» **DESCRIPTION OF THE TASK**
This task is to restate all of the entries exactly.
(TASK INPUT begins)
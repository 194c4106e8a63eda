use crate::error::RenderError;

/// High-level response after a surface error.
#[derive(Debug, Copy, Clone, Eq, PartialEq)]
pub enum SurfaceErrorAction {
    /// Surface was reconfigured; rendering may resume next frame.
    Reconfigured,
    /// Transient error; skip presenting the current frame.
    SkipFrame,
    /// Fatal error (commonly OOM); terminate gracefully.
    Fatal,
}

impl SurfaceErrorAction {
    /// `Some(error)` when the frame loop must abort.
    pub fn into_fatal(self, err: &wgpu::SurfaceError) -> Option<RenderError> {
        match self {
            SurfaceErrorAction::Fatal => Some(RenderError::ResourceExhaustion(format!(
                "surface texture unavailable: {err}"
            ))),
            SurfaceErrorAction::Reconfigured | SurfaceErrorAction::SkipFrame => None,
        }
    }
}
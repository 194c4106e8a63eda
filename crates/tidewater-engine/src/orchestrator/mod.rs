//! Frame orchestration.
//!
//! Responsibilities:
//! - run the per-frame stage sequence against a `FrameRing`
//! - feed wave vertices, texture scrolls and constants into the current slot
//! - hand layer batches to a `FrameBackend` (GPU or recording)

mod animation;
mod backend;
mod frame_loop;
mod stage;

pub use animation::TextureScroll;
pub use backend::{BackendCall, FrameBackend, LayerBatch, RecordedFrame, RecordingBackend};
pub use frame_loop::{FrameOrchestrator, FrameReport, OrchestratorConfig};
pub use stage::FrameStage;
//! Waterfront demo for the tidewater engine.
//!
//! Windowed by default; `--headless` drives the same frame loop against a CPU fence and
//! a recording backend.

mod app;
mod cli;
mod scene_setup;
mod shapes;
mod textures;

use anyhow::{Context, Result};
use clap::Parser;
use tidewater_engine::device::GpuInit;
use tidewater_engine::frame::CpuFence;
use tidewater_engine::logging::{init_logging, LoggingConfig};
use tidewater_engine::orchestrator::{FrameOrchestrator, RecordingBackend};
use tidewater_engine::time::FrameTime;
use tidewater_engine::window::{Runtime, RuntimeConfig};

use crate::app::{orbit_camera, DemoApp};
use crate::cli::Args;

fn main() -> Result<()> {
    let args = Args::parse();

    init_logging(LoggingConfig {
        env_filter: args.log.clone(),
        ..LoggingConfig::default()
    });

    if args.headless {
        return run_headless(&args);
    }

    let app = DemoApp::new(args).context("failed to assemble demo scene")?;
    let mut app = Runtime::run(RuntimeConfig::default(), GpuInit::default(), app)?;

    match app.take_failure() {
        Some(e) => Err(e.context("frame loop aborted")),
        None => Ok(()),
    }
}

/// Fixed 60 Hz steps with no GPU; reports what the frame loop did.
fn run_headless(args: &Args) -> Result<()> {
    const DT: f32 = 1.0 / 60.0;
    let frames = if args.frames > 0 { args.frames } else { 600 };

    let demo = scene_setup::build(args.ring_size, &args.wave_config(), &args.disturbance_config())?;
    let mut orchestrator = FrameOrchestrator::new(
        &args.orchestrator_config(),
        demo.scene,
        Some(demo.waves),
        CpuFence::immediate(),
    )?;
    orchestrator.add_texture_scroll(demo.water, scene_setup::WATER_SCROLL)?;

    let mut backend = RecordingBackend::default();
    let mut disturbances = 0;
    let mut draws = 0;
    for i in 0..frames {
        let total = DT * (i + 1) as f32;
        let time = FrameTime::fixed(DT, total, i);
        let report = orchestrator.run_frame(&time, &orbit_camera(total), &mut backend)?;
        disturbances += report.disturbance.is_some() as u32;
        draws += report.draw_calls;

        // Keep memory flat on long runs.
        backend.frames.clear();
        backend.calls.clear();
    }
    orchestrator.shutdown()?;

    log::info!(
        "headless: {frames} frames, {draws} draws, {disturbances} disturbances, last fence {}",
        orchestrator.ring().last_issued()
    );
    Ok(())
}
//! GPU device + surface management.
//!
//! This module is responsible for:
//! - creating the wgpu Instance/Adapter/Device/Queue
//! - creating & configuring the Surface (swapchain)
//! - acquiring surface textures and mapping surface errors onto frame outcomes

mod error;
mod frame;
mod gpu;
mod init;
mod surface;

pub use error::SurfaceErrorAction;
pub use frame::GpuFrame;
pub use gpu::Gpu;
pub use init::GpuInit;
(TASK INPUT ends)
» **WRITTEN ANSWER**
repository 194c4106e8a63eda
use crate::error::RenderError;

/// High-level response after a surface error.
#[derive(Debug, Copy, Clone, Eq, PartialEq)]
pub enum SurfaceErrorAction {
    /// Surface was reconfigured; rendering may resume next frame.
    Reconfigured,
    /// Transient error; skip presenting the current frame.
    SkipFrame,
    /// Fatal error (commonly OOM); terminate gracefully.
    Fatal,
}

impl SurfaceErrorAction {
    /// `Some(error)` when the frame loop must abort.
    pub fn into_fatal(self, err: &wgpu::SurfaceError) -> Option<RenderError> {
        match self {
            SurfaceErrorAction::Fatal => Some(RenderError::ResourceExhaustion(format!(
                "surface texture unavailable: {err}"
            ))),
            SurfaceErrorAction::Reconfigured | SurfaceErrorAction::SkipFrame => None,
        }
    }
}
repository 194c4106e8a63eda
filename crates/tidewater-engine/src/orchestrator/mod.rs
//! Frame orchestration.
//!
//! Responsibilities:
//! - run the per-frame stage sequence against a `FrameRing`
//! - feed wave vertices, texture scrolls and constants into the current slot
//! - hand layer batches to a `FrameBackend` (GPU or recording)

mod animation;
mod backend;
mod frame_loop;
mod stage;

pub use animation::TextureScroll;
pub use backend::{BackendCall, FrameBackend, LayerBatch, RecordedFrame, RecordingBackend};
pub use frame_loop::{FrameOrchestrator, FrameReport, OrchestratorConfig};
pub use stage::FrameStage;
//! Waterfront demo for the tidewater engine.
//!
//! Windowed by default; `--headless` drives the same frame loop against a CPU fence and
//! a recording backend.

mod app;
mod cli;
mod scene_setup;
mod shapes;
mod textures;

use anyhow::{Context, Result};
use clap::Parser;
use tidewater_engine::device::GpuInit;
use tidewater_engine::frame::CpuFence;
use tidewater_engine::logging::{init_logging, LoggingConfig};
use tidewater_engine::orchestrator::{FrameOrchestrator, RecordingBackend};
use tidewater_engine::time::FrameTime;
use tidewater_engine::window::{Runtime, RuntimeConfig};

use crate::app::{orbit_camera, DemoApp};
use crate::cli::Args;

fn main() -> Result<()> {
    let args = Args::parse();

    init_logging(LoggingConfig {
        env_filter: args.log.clone(),
        ..LoggingConfig::default()
    });

    if args.headless {
        return run_headless(&args);
    }

    let app = DemoApp::new(args).context("failed to assemble demo scene")?;
    let mut app = Runtime::run(RuntimeConfig::default(), GpuInit::default(), app)?;

    match app.take_failure() {
        Some(e) => Err(e.context("frame loop aborted")),
        None => Ok(()),
    }
}

/// Fixed 60 Hz steps with no GPU; reports what the frame loop did.
fn run_headless(args: &Args) -> Result<()> {
    const DT: f32 = 1.0 / 60.0;
    let frames = if args.frames > 0 { args.frames } else { 600 };

    let demo = scene_setup::build(args.ring_size, &args.wave_config(), &args.disturbance_config())?;
    let mut orchestrator = FrameOrchestrator::new(
        &args.orchestrator_config(),
        demo.scene,
        Some(demo.waves),
        CpuFence::immediate(),
    )?;
    orchestrator.add_texture_scroll(demo.water, scene_setup::WATER_SCROLL)?;

    let mut backend = RecordingBackend::default();
    let mut disturbances = 0;
    let mut draws = 0;
    for i in 0..frames {
        let total = DT * (i + 1) as f32;
        let time = FrameTime::fixed(DT, total, i);
        let report = orchestrator.run_frame(&time, &orbit_camera(total), &mut backend)?;
        disturbances += report.disturbance.is_some() as u32;
        draws += report.draw_calls;

        // Keep memory flat on long runs.
        backend.frames.clear();
        backend.calls.clear();
    }
    orchestrator.shutdown()?;

    log::info!(
        "headless: {frames} frames, {draws} draws, {disturbances} disturbances, last fence {}",
        orchestrator.ring().last_issued()
    );
    Ok(())
}
//! GPU device + surface management.
//!
//! This module is responsible for:
//! - creating the wgpu Instance/Adapter/Device/Queue
//! - creating & configuring the Surface (swapchain)
//! - acquiring surface textures and mapping surface errors onto frame outcomes

mod error;
mod frame;
mod gpu;
mod init;
mod surface;

pub use error::SurfaceErrorAction;
pub use frame::GpuFrame;
pub use gpu::Gpu;
pub use init::GpuInit;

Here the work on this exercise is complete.